(TASK INPUTS)

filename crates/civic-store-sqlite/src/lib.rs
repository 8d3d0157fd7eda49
//! SQLite backend for the Civic store.
//!
//! Wraps [`tokio_rusqlite`] so all database access runs on a dedicated thread
//! without blocking the async runtime. Every mutating operation is a single
//! `BEGIN IMMEDIATE` transaction on that thread, which makes each
//! read-check-write sequence indivisible.

mod counters;
mod encode;
mod schema;
mod store;

pub mod error;

pub use error::{Error, Result};
pub use store::SqliteStore;
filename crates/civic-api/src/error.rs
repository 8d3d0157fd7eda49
//! API error type and [`axum::response::IntoResponse`] implementation.

use axum::{
  Json,
  http::StatusCode,
  response::{IntoResponse, Response},
};
use civic_core::StoreError;
use serde_json::json;
use thiserror::Error;

/// An error returned by an API handler.
#[derive(Debug, Error)]
pub enum ApiError {
  #[error("unauthorized: {0}")]
  Unauthorized(String),

  #[error("{0}")]
  NotFound(String),

  #[error("{0}")]
  Conflict(String),

  #[error("{0}")]
  Forbidden(String),

  #[error("bad request: {0}")]
  BadRequest(String),

  #[error("store error: {0}")]
  Store(#[source] Box<dyn std::error::Error + Send + Sync>),
}

impl ApiError {
  /// Classify a backend error by the domain failure behind it, if any.
  pub fn store<E: StoreError>(e: E) -> Self {
    use civic_core::Error as Domain;
    match e.domain() {
      Some(d @ Domain::NotFound { .. }) => Self::NotFound(d.to_string()),
      Some(Domain::Conflict(c)) => Self::Conflict(c.to_string()),
      Some(Domain::Forbidden(f)) => Self::Forbidden(f.to_string()),
      Some(Domain::Invalid(m)) => Self::BadRequest(m.clone()),
      Some(Domain::UnknownDiscriminant { .. }) | None => Self::Store(Box::new(e)),
    }
  }

  pub fn status(&self) -> StatusCode {
    match self {
      ApiError::Unauthorized(_) => StatusCode::UNAUTHORIZED,
      ApiError::NotFound(_) => StatusCode::NOT_FOUND,
      ApiError::Conflict(_) => StatusCode::CONFLICT,
      ApiError::Forbidden(_) => StatusCode::FORBIDDEN,
      ApiError::BadRequest(_) => StatusCode::BAD_REQUEST,
      ApiError::Store(_) => StatusCode::INTERNAL_SERVER_ERROR,
    }
  }
}

impl IntoResponse for ApiError {
  fn into_response(self) -> Response {
    let status = self.status();
    if let ApiError::Store(e) = &self {
      tracing::error!(error = %e, "store failure");
    }
    let message = match &self {
      ApiError::Store(e) => e.to_string(),
      other => other.to_string(),
    };
    (status, Json(json!({ "error": message }))).into_response()
  }
}

#[cfg(test)]
mod tests {
  use civic_core::{Conflict, Entity, Error as Domain, Forbidden};
  use uuid::Uuid;

  use super::*;

  #[test]
  fn domain_errors_map_onto_status_codes() {
    let cases = [
      (Domain::not_found(Entity::Issue, Uuid::nil()), StatusCode::NOT_FOUND),
      (Conflict::NotPending(Uuid::nil()).into(), StatusCode::CONFLICT),
      (Forbidden::NotDecider.into(), StatusCode::FORBIDDEN),
      (Domain::Invalid("empty".into()), StatusCode::BAD_REQUEST),
      (
        Domain::UnknownDiscriminant { kind: "status", value: "x".into() },
        StatusCode::INTERNAL_SERVER_ERROR,
      ),
    ];
    for (err, expected) in cases {
      assert_eq!(ApiError::store(err).status(), expected);
    }
  }
}
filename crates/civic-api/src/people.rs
//! Handlers for `/roles` and `/users`.
//!
//! | Method | Path | Notes |
//! |--------|------|-------|
//! | `GET`  | `/roles` | All roles, lightest first |
//! | `POST` | `/roles` | Body: [`NewRole`]; returns 201 |
//! | `POST` | `/users` | Body: [`NewUser`]; returns 201 |
//! | `GET`  | `/users/{id}` | Single user |

use std::sync::Arc;

use axum::{
  Json,
  extract::{Path, State},
  http::StatusCode,
  response::IntoResponse,
};
use civic_core::{
  entity::{NewRole, NewUser, Role, User},
  store::CivicStore,
};
use uuid::Uuid;

use crate::error::ApiError;

/// `GET /roles`
pub async fn list_roles<S: CivicStore>(
  State(store): State<Arc<S>>,
) -> Result<Json<Vec<Role>>, ApiError> {
  let roles = store.list_roles().await.map_err(ApiError::store)?;
  Ok(Json(roles))
}

/// `POST /roles`
pub async fn create_role<S: CivicStore>(
  State(store): State<Arc<S>>,
  Json(body): Json<NewRole>,
) -> Result<impl IntoResponse, ApiError> {
  let role = store.add_role(body).await.map_err(ApiError::store)?;
  Ok((StatusCode::CREATED, Json(role)))
}

/// `POST /users`
pub async fn create_user<S: CivicStore>(
  State(store): State<Arc<S>>,
  Json(body): Json<NewUser>,
) -> Result<impl IntoResponse, ApiError> {
  let user = store.add_user(body).await.map_err(ApiError::store)?;
  Ok((StatusCode::CREATED, Json(user)))
}

/// `GET /users/{id}`
pub async fn get_user<S: CivicStore>(
  State(store): State<Arc<S>>,
  Path(id): Path<Uuid>,
) -> Result<Json<User>, ApiError> {
  store
    .get_user(id)
    .await
    .map_err(ApiError::store)?
    .map(Json)
    .ok_or_else(|| ApiError::NotFound(format!("user not found: {id}")))
}
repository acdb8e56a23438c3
use std::collections::BTreeMap;

use tracing::{debug, trace};

use crate::domain::model::book::Book;
use crate::domain::model::id::BookId;
use crate::domain::repository::BookStorage;

use super::config::StorageConfig;

/// インメモリのBookStorage実装。
///
/// 連番カウンタとレコードをインスタンスが所有する（グローバル状態なし）。
/// IDは単調増加なので、BTreeMapの順序 = 初回保存順。
#[derive(Debug, Default)]
pub struct InMemoryBookStorage {
    config: StorageConfig,
    books: BTreeMap<BookId, Book>,
    /// 最後に発行したID。delete_all_booksでのみ巻き戻る。
    last_id: Option<BookId>,
}

impl InMemoryBookStorage {
    pub fn new() -> Self {
        Self::default()
    }

    pub fn with_config(config: StorageConfig) -> Self {
        Self {
            config,
            books: BTreeMap::new(),
            last_id: None,
        }
    }

    pub fn config(&self) -> &StorageConfig {
        &self.config
    }

    fn next_id(&mut self) -> BookId {
        let id = self.last_id.map_or(BookId::FIRST, BookId::next);
        self.last_id = Some(id);
        id
    }
}

impl BookStorage for InMemoryBookStorage {
    fn save_book(&mut self, mut book: Book) -> Book {
        if let Some(id) = book.id() {
            if let Some(stored) = self.books.get_mut(&id) {
                *stored = book;
                debug!(storage = %self.config.name, book_id = %id, "book updated");
                return stored.clone();
            }
        }

        // 未保存 or 一致しないIDは無視して採番
        let forced = book.id();
        let id = self.next_id();
        book.assign_id(id);
        self.books.insert(id, book.clone());
        debug!(
            storage = %self.config.name,
            book_id = %id,
            ignored_id = ?forced,
            "book inserted"
        );
        book
    }

    fn retrieve_book_by_id(&self, id: BookId) -> Option<Book> {
        let found = self.books.get(&id).cloned();
        trace!(storage = %self.config.name, book_id = %id, found = found.is_some(), "retrieve book");
        found
    }

    fn retrieve_all_books(&self) -> Vec<Book> {
        trace!(storage = %self.config.name, count = self.books.len(), "retrieve all books");
        self.books.values().cloned().collect()
    }

    fn delete_book(&mut self, id: BookId) {
        if self.books.remove(&id).is_some() {
            debug!(storage = %self.config.name, book_id = %id, "book deleted");
        }
    }

    fn delete_all_books(&mut self) {
        let removed = self.books.len();
        self.books.clear();
        self.last_id = None;
        debug!(storage = %self.config.name, removed, "all books deleted");
    }

    fn book_count(&self) -> usize {
        self.books.len()
    }

    fn contains_book(&self, id: BookId) -> bool {
        self.books.contains_key(&id)
    }
}
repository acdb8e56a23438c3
pub mod model;
pub mod repository;
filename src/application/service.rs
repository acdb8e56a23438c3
use crate::domain::model::book::Book;
use crate::domain::model::id::BookId;
use crate::domain::repository::BookStorage;
use crate::infra::config::StorageConfig;
use crate::infra::memory_store::InMemoryBookStorage;

use super::error::AppError;

/// Bookに対するユースケース。
/// ストレージ自体は失敗しないので、存在必須の操作だけが `AppError` を返す。
pub struct BookService<S: BookStorage> {
    storage: S,
}

impl BookService<InMemoryBookStorage> {
    /// JSON設定からインメモリストレージ付きのServiceを作る。
    pub fn in_memory_from_json(config: &str) -> Result<Self, AppError> {
        let config = StorageConfig::from_json(config)?;
        Ok(Self::new(InMemoryBookStorage::with_config(config)))
    }
}

impl<S: BookStorage> BookService<S> {
    pub fn new(storage: S) -> Self {
        Self { storage }
    }

    pub fn storage(&self) -> &S {
        &self.storage
    }

    pub fn into_storage(self) -> S {
        self.storage
    }

    /// 新規Bookを保存し、採番済みのBookを返す。
    pub fn add_book(&mut self, author: &str) -> Book {
        self.storage.save_book(Book::new(author))
    }

    pub fn find_book(&self, id: BookId) -> Option<Book> {
        self.storage.retrieve_book_by_id(id)
    }

    pub fn require_book(&self, id: BookId) -> Result<Book, AppError> {
        self.find_book(id).ok_or(AppError::BookNotFound(id))
    }

    /// 既存Bookの著者を変更する。load → mutate → save。
    pub fn update_author(&mut self, id: BookId, author: &str) -> Result<Book, AppError> {
        let mut book = self.require_book(id)?;
        book.set_author(author);
        Ok(self.storage.save_book(book))
    }

    pub fn list_books(&self) -> Vec<Book> {
        self.storage.retrieve_all_books()
    }

    pub fn remove_book(&mut self, id: BookId) {
        self.storage.delete_book(id);
    }

    pub fn clear(&mut self) {
        self.storage.delete_all_books();
    }
}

(End TASK INPUTS)

▶ [YOUR INSTRUCTIONS]
Within the data above, the lines from the one with "Some(d @ Domain::NotFound" to the one with "pub fn status(&self)" must be repeated exactly; no other line belongs in the answer.

▶ [TASK SOLUTION]
      Some(d @ Domain::NotFound { .. }) => Self::NotFound(d.to_string()),
      Some(Domain::Conflict(c)) => Self::Conflict(c.to_string()),
      Some(Domain::Forbidden(f)) => Self::Forbidden(f.to_string()),
      Some(Domain::Invalid(m)) => Self::BadRequest(m.clone()),
      Some(Domain::UnknownDiscriminant { .. }) | None => Self::Store(Box::new(e)),
    }
  }

  pub fn status(&self) -> StatusCode {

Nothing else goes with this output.